English --> Text analysis --> ... --> French    # non-end-to-end system
English ----------------------------> French    # end-to-end deep learning system - best approach

Here end-to-end deep leaning system works better because we have enough data to build it.

Example 4:
- Estimating child’s age from the x-ray picture of a hand:
```
Image --> Bones --> Age    # non-end-to-end system - best approach for now
Image ------------> Age    # end-to-end system
```
- In this example non-end-to-end system works better because we don’t have enough data to train end-to-end system.

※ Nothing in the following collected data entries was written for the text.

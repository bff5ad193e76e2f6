//! # Bus Messages
//!
//! The envelope carried by the bus and the filter used to select it.

use bytes::Bytes;
use std::time::{SystemTime, UNIX_EPOCH};
use uuid::Uuid;

/// A message in flight on the bus.
///
/// The payload is opaque to the bus; producers and consumers agree on the
/// encoding per topic.
#[derive(Debug, Clone)]
pub struct BusMessage {
    /// Unique per publish (a redelivery of the same payload gets a new ID).
    pub message_id: Uuid,
    /// Routing topic.
    pub topic: String,
    /// Encoded payload.
    pub payload: Bytes,
    /// Publish time, milliseconds since the Unix epoch.
    pub published_at_ms: u64,
}

impl BusMessage {
    /// Wrap a payload for `topic`.
    pub fn new(topic: impl Into<String>, payload: Bytes) -> Self {
        let published_at_ms = SystemTime::now()
            .duration_since(UNIX_EPOCH)
            .map(|d| d.as_millis() as u64)
            .unwrap_or(0);

        Self {
            message_id: Uuid::new_v4(),
            topic: topic.into(),
            payload,
            published_at_ms,
        }
    }
}

/// Filter for subscribing to specific topics.
#[derive(Debug, Clone, Default, PartialEq, Eq)]
pub struct EventFilter {
    /// Topics to include. Empty means all topics.
    pub topics: Vec<String>,
}

impl EventFilter {
    /// Create a filter that accepts all messages.
    #[must_use]
    pub fn all() -> Self {
        Self::default()
    }

    /// Create a filter for a single topic.
    #[must_use]
    pub fn topic(topic: impl Into<String>) -> Self {
        Self {
            topics: vec![topic.into()],
        }
    }

    /// Create a filter for several topics.
    #[must_use]
    pub fn topics<I, S>(topics: I) -> Self
    where
        I: IntoIterator<Item = S>,
        S: Into<String>,
    {
        Self {
            topics: topics.into_iter().map(Into::into).collect(),
        }
    }

    /// Check if a topic passes this filter.
    #[must_use]
    pub fn accepts(&self, topic: &str) -> bool {
        self.topics.is_empty() || self.topics.iter().any(|t| t == topic)
    }

    /// Check if a message matches this filter.
    #[must_use]
    pub fn matches(&self, message: &BusMessage) -> bool {
        self.accepts(&message.topic)
    }
}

Whether to use end-to-end deep learning

Pros of end-to-end deep learning:
- Let the data speak. By having a pure machine learning approach, your NN learning input from X to Y may be more able to capture whatever statistics are in the data, rather than being forced to reflect human preconceptions.
- Less hand-designing of components needed.
Cons of end-to-end deep learning:
- May need a large amount of data.
- Excludes potentially useful hand-design components (it helps more on the smaller dataset).
Applying end-to-end deep learning:
- Key question: Do you have sufficient data to learn a function of the complexity needed to map x to y?
- Use ML/DL to learn some individual components.
- When applying supervised learning you should carefully choose what types of X to Y mappings you want to learn depending on what task you can get data for.